I am very confused what to do about the
COVID-19 vaccination. On one hand, it is being given out by the highest-ranking government-mandated medical institutions, proclaiming it is safe and effective. On the other hand, I am constantly inundated by well-meaning friends and family, sharing with me all types of reports from either doctors or others, with anything from conspiracy theories to medical claims that it’s downright dangerous. What is one to do? Is there an answer in Judaism to this conundrum? 

Mark L. 

Dear Mark,

I’m not able or qualified to advise you on a medical question. I’ll just tell you what my own thought process was that led me to make my personal decision to be vaccinated. 

The Torah exhorts us to “do much to guard our lives” (Deuteronomy 4:9,15). Although the verse seems to be referring only to spiritual matters, the Talmud, in numerous places, also interprets it to mean in physical matters as well, that we need to be very careful not to put our lives in danger (see, for example, Talmud Berachos, end of pp. 22a). 

We do, however, constantly take part in everyday situations which carry with them a certain degree of danger to our lives. Take, for example, driving in a car on the highway. There are numerous people who die daily on the highway. What allows us to do so? How does this not transgress the above verse to guard ourselves from danger?

Our Talmudic sages answer this with the following concept. There is a verse which says, “G-d guards over the simple ones” (Psalms 116:6). This is referring to those who partake in activities which are “dashu bei rabim,” or, performed by the multitudes. When something becomes accepted by society as a normal activity and it is routinely performed by the multitudes, even if it carries a small but significant statistical danger (and is not an outright dangerous activity), then we invoke the concept of “G-d guards the simple ones” and it is permitted. (See Talmud, Shabbos 129b, Yevamos 12b, for example.)

The authorities of Jewish law apply this principle with regard to types of surgery which have become commonplace, even when the surgery is not necessary to save life or limb, when important. Although even the most simple surgery carries a certain level of risk, it is permitted for the above reason. (See, for example, Igros Moshe, Choshen Mishpat 2:76, also R’ Dr. Akiva Tatz in “Dangerous Disease & Dangerous Therapy,” in numerous places.)

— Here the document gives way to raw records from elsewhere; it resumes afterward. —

#[cfg(test)]
mod tests {
    use super::*;
    use rust_decimal::Decimal;
    use serde_json::json;

    use crate::models::{
        catalog::StaffMember,
        scheduling::{ShiftWindow, WeeklySchedule},
    };

    // 2024-01-01 foi uma segunda-feira
    fn monday() -> NaiveDate {
        NaiveDate::from_ymd_opt(2024, 1, 1).unwrap()
    }

    fn tenant(mode: SchedulingType) -> Tenant {
        Tenant {
            id: Uuid::new_v4(),
            slug: "studio-bela".into(),
            name: "Studio Bela".into(),
            whatsapp: None,
            scheduling_type: mode,
            utc_offset_minutes: -180,
            created_at: Utc::now(),
            updated_at: Utc::now(),
        }
    }

    fn service(tenant: &Tenant, duration: i32, before: i64, after: i64) -> Service {
        Service {
            id: Uuid::new_v4(),
            tenant_id: tenant.id,
            name: "Escova".into(),
            description: None,
            duration_minutes: duration,
            price: Decimal::new(8000, 2),
            currency: "BRL".into(),
            metadata: Some(json!({ "bufferBefore": before, "bufferAfter": after })),
            is_active: true,
        }
    }

    fn employee(tenant: &Tenant, monday_shifts: Vec<ShiftWindow>) -> Employee {
        Employee {
            profile: StaffMember {
                id: Uuid::new_v4(),
                tenant_id: tenant.id,
                name: "Joana".into(),
                specialties: vec![],
                is_active: true,
            },
            working_hours: WeeklySchedule {
                monday: monday_shifts,
                ..WeeklySchedule::default()
            },
        }
    }

    fn appointment(
        tenant: &Tenant,
        service: &Service,
        employee_id: Uuid,
        local_start: &str,
        minutes: i32,
    ) -> Appointment {
        let start = monday().and_time(chrono::NaiveTime::parse_from_str(local_start, "%H:%M").unwrap());
        Appointment {
            id: Uuid::new_v4(),
            tenant_id: tenant.id,
            service_id: service.id,
            employee_id,
            customer_id: None,
            start_at: to_utc(tenant, start),
            end_at: None,
            duration_minutes: Some(minutes),
            status: AppointmentStatus::Scheduled,
            channel: "public_portal".into(),
            price: None,
            currency: None,
            metadata: json!({}),
            created_at: Utc::now(),
        }
    }

    fn slots_for(
        tenant: &Tenant,
        service: &Service,
        employee: &Employee,
        existing: &[Appointment],
    ) -> Vec<String> {
        let catalog = vec![service.clone()];
        generate_slots(SlotQuery {
            tenant,
            service: Some(service),
            employee: Some(employee),
            date: Some(monday()),
            existing,
            catalog: &catalog,
        })
    }

    #[test]
    fn end_to_end_morning_shift() {
        let tenant = tenant(SchedulingType::Individual);
        let service = service(&tenant, 60, 0, 15);
        let employee = employee(&tenant, vec![ShiftWindow::new("09:00", "12:00")]);

        let slots = slots_for(&tenant, &service, &employee, &[]);

        assert_eq!(
            slots,
            vec!["09:00", "09:15", "09:30", "09:45", "10:00", "10:15", "10:30", "10:45"]
        );
    }

    #[test]
    fn extreme_buffers_offer_nothing_without_panicking() {
        let tenant = tenant(SchedulingType::Individual);
        let employee = employee(&tenant, vec![ShiftWindow::new("09:00", "12:00")]);

        let mut huge = service(&tenant, 60, 0, 0);
        huge.metadata = Some(json!({ "bufferAfter": 1e20 }));
        assert!(slots_for(&tenant, &huge, &employee, &[]).is_empty());

        let mut negative = service(&tenant, 60, 0, 0);
        negative.metadata = Some(json!({ "bufferBefore": "-1e12" }));
        assert!(slots_for(&tenant, &negative, &employee, &[]).is_empty());
    }

    #[test]
    fn unrepresentable_interval_counts_as_taken() {
        let tenant = tenant(SchedulingType::Individual);
        let candidate = monday().and_hms_opt(9, 0, 0).unwrap();

        assert!(has_conflict(candidate, i64::MAX, Uuid::new_v4(), &tenant, &[], &[], 60));
        assert!(!has_conflict(candidate, 60, Uuid::new_v4(), &tenant, &[], &[], 60));
    }

    #[test]
    fn slots_sit_on_the_step_grid_and_fit_the_shift() {
        let tenant = tenant(SchedulingType::Individual);
        let service = service(&tenant, 50, 5, 0);
        let employee = employee(&tenant, vec![ShiftWindow::new("08:10", "13:00")]);

        let slots = slots_for(&tenant, &service, &employee, &[]);
        assert!(!slots.is_empty());

        for slot in slots {
            let minute = parse_minutes(&slot).unwrap();
            assert_eq!((minute - 490) % SLOT_STEP_MINUTES, 0);
            assert!(minute + 55 <= 780);
        }
    }

    #[test]
    fn missing_inputs_yield_nothing() {
        let tenant = tenant(SchedulingType::Individual);
        let service = service(&tenant, 30, 0, 0);
        let employee = employee(&tenant, vec![ShiftWindow::new("09:00", "12:00")]);

        let query = SlotQuery {
            tenant: &tenant,
            service: Some(&service),
            employee: Some(&employee),
            date: None,
            existing: &[],
            catalog: &[],
        };
        assert!(generate_slots(query).is_empty());
        assert!(generate_slots(SlotQuery { service: None, date: Some(monday()), ..query }).is_empty());
        assert!(generate_slots(SlotQuery { employee: None, date: Some(monday()), ..query }).is_empty());
    }

    #[test]
    fn day_without_shifts_is_empty() {
        let tenant = tenant(SchedulingType::Individual);
        let service = service(&tenant, 30, 0, 0);
        let employee = employee(&tenant, vec![ShiftWindow::new("09:00", "12:00")]);
        let tuesday = monday().succ_opt().unwrap();

        let slots = generate_slots(SlotQuery {
            tenant: &tenant,
            service: Some(&service),
            employee: Some(&employee),
            date: Some(tuesday),
            existing: &[],
            catalog: &[],
        });
        assert!(slots.is_empty());
    }

    #[test]
    fn individual_mode_ignores_other_employees() {
        let tenant = tenant(SchedulingType::Individual);
        let service = service(&tenant, 60, 0, 0);
        let ana = employee(&tenant, vec![ShiftWindow::new("09:00", "12:00")]);
        let bruno = employee(&tenant, vec![ShiftWindow::new("09:00", "12:00")]);
        let booked = vec![appointment(&tenant, &service, ana.id(), "10:00", 60)];

        let for_bruno = slots_for(&tenant, &service, &bruno, &booked);
        assert!(for_bruno.contains(&"10:00".to_string()));

        let for_ana = slots_for(&tenant, &service, &ana, &booked);
        assert!(!for_ana.contains(&"10:00".to_string()));
    }

    #[test]
    fn shared_mode_blocks_everyone() {
        let tenant = tenant(SchedulingType::Shared);
        let service = service(&tenant, 60, 0, 0);
        let ana = employee(&tenant, vec![ShiftWindow::new("09:00", "12:00")]);
        let bruno = employee(&tenant, vec![ShiftWindow::new("09:00", "12:00")]);
        let booked = vec![appointment(&tenant, &service, ana.id(), "10:00", 60)];

        let for_bruno = slots_for(&tenant, &service, &bruno, &booked);
        assert!(!for_bruno.contains(&"10:00".to_string()));
        // 09:00 termina exatamente às 10:00 e continua livre
        assert!(for_bruno.contains(&"09:00".to_string()));
        assert!(for_bruno.contains(&"11:00".to_string()));
    }

    #[test]
    fn buffers_count_towards_conflicts() {
        let tenant = tenant(SchedulingType::Individual);
        let service = service(&tenant, 30, 10, 5);
        let employee_id = Uuid::new_v4();
        // reservado às 10:00 com 45 minutos totais: [10:00, 10:45)
        let booked = vec![appointment(&tenant, &service, employee_id, "10:00", 45)];
        let catalog = vec![service.clone()];

        let at = |hh: u32, mm: u32| monday().and_hms_opt(hh, mm, 0).unwrap();

        assert!(has_conflict(at(10, 40), 45, employee_id, &tenant, &booked, &catalog, 30));
        assert!(!has_conflict(at(10, 45), 45, employee_id, &tenant, &booked, &catalog, 30));
        // termina às 10:00 em ponto
        assert!(!has_conflict(at(9, 15), 45, employee_id, &tenant, &booked, &catalog, 30));
    }

    #[test]
    fn missing_duration_falls_back_to_the_service() {
        let tenant = tenant(SchedulingType::Individual);
        let service = service(&tenant, 60, 0, 0);
        let employee_id = Uuid::new_v4();
        let mut appt = appointment(&tenant, &service, employee_id, "10:00", 0);
        appt.duration_minutes = None;
        let catalog = vec![service.clone()];
        let at = |hh: u32, mm: u32| monday().and_hms_opt(hh, mm, 0).unwrap();

        assert!(has_conflict(at(10, 30), 15, employee_id, &tenant, &[appt.clone()], &catalog, 5));
        // fora do catálogo usa o fallback de 5 minutos
        assert!(!has_conflict(at(10, 30), 15, employee_id, &tenant, &[appt], &[], 5));
    }

    #[test]
    fn explicit_end_wins_over_duration() {
        let tenant = tenant(SchedulingType::Individual);
        let service = service(&tenant, 60, 0, 0);
        let employee_id = Uuid::new_v4();
        let mut appt = appointment(&tenant, &service, employee_id, "10:00", 60);
        appt.end_at = Some(appt.start_at + Duration::minutes(15));
        let at = |hh: u32, mm: u32| monday().and_hms_opt(hh, mm, 0).unwrap();

        assert!(!has_conflict(at(10, 15), 30, employee_id, &tenant, &[appt], &[], 60));
    }

    #[test]
    fn other_days_tenants_and_cancellations_do_not_block() {
        let tenant = tenant(SchedulingType::Shared);
        let service = service(&tenant, 60, 0, 0);
        let employee = employee(&tenant, vec![ShiftWindow::new("09:00", "12:00")]);

        let mut next_day = appointment(&tenant, &service, employee.id(), "10:00", 60);
        next_day.start_at += Duration::days(1);
        let mut other_tenant = appointment(&tenant, &service, employee.id(), "10:00", 60);
        other_tenant.tenant_id = Uuid::new_v4();
        let mut cancelled = appointment(&tenant, &service, employee.id(), "10:00", 60);
        cancelled.status = AppointmentStatus::Cancelled;

        let slots = slots_for(&tenant, &service, &employee, &[next_day, other_tenant, cancelled]);
        assert!(slots.contains(&"10:00".to_string()));
    }

    #[test]
    fn local_calendar_day_is_used() {
        // 23:30 de domingo em Brasília já é segunda em UTC: não pode bloquear segunda.
        let tenant = tenant(SchedulingType::Shared);
        let service = service(&tenant, 30, 0, 0);
        let employee = employee(&tenant, vec![ShiftWindow::new("00:00", "01:00")]);
        let mut late_sunday = appointment(&tenant, &service, employee.id(), "23:30", 90);
        late_sunday.start_at -= Duration::days(1);

        let slots = slots_for(&tenant, &service, &employee, &[late_sunday]);
        assert!(slots.contains(&"00:00".to_string()));
    }

    #[test]
    fn shifts_are_sorted_before_generation() {
        let tenant = tenant(SchedulingType::Individual);
        let service = service(&tenant, 60, 0, 0);
        let employee = employee(
            &tenant,
            vec![
                ShiftWindow::new("14:00", "15:00"),
                ShiftWindow::new("08:00", "09:00"),
            ],
        );

        assert_eq!(slots_for(&tenant, &service, &employee, &[]), vec!["08:00", "14:00"]);
    }

    #[test]
    fn generation_is_idempotent() {
        let tenant = tenant(SchedulingType::Individual);
        let service = service(&tenant, 45, 5, 10);
        let employee = employee(
            &tenant,
            vec![ShiftWindow::new("09:00", "12:00"), ShiftWindow::new("13:00", "18:00")],
        );
        let booked = vec![appointment(&tenant, &service, employee.id(), "14:00", 60)];

        let first = slots_for(&tenant, &service, &employee, &booked);
        let second = slots_for(&tenant, &service, &employee, &booked);
        assert_eq!(first, second);
    }

    #[test]
    fn service_longer_than_shift_has_no_slots() {
        let tenant = tenant(SchedulingType::Individual);
        let service = service(&tenant, 120, 0, 0);
        let employee = employee(&tenant, vec![ShiftWindow::new("09:00", "10:00")]);

        assert!(slots_for(&tenant, &service, &employee, &[]).is_empty());
    }
}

According to this idea, although there is, perhaps, a certain amount of risk carried by this vaccine, as with all vaccines and maybe even a bit more, it is certainly something which society has accepted throughout the world and would clearly qualify as “dashu bei rabim,” an act performed by the multitudes, and we have the protection of “G-d protects the simple ones.” 

Furthermore, and perhaps my primary motivation that I felt that since the leading Torah sages of our generation have unequivocally and strongly recommended that all be vaccinated, I try to heed their rulings for everything else and why should this be different? Besides, their recommendation carries with it their blessings and, I feel, the protection that that affords. So my wife and I proudly were vaccinated to do our part in protecting ourselves and our community, and to heed the request of our sages. 

Again, I can’t recommend to you what to do; I am simply letting you know how I and my family made our decision. 

May you and all the readers make the right decision for you and may G-d redeem us swiftly from this terrible pandemic and all the fallout which comes with it!